▸ Required action
Look through the listing below, find every line with the string "flush", and copy it.

▸ Provided data
- Opening Delimiter -

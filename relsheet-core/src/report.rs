//! Report rendering
//!
//! Reports are rendered completely into memory. Callers write the bytes
//! out only once rendering succeeded, so a failed run never leaves a
//! partial report on stdout.

use std::io::Write;

use crate::error::{ReleaseError, Result};
use crate::manifest::ArtifactRecord;

/// Render records as CSV with a fixed header row
///
/// The header is written even when there are no records.
pub fn to_csv(records: &[ArtifactRecord]) -> Result<Vec<u8>> {
    let render_error = |e: csv::Error| ReleaseError::Render {
        format: "csv",
        source: Box::new(e),
    };

    let mut writer = csv::WriterBuilder::new()
        .has_headers(false)
        .from_writer(Vec::new());

    writer
        .write_record(ArtifactRecord::COLUMNS)
        .map_err(render_error)?;
    for record in records {
        writer.serialize(record).map_err(render_error)?;
    }

    writer.into_inner().map_err(|e| ReleaseError::Render {
        format: "csv",
        source: Box::new(e.into_error()),
    })
}

/// Render records as a pretty-printed JSON array
pub fn to_json(records: &[ArtifactRecord]) -> Result<Vec<u8>> {
    let mut bytes = serde_json::to_vec_pretty(records).map_err(|e| ReleaseError::Render {
        format: "json",
        source: Box::new(e),
    })?;
    bytes.push(b'\n');
    Ok(bytes)
}

/// Write a fully rendered report and flush
pub fn emit(mut out: impl Write, rendered: &[u8]) -> Result<()> {
    out.write_all(rendered)
        .and_then(|()| out.flush())
        .map_err(|source| ReleaseError::Write { source })
}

- Closing Delimiter -

▸ Task answer
/// Write a fully rendered report and flush
        .and_then(|()| out.flush())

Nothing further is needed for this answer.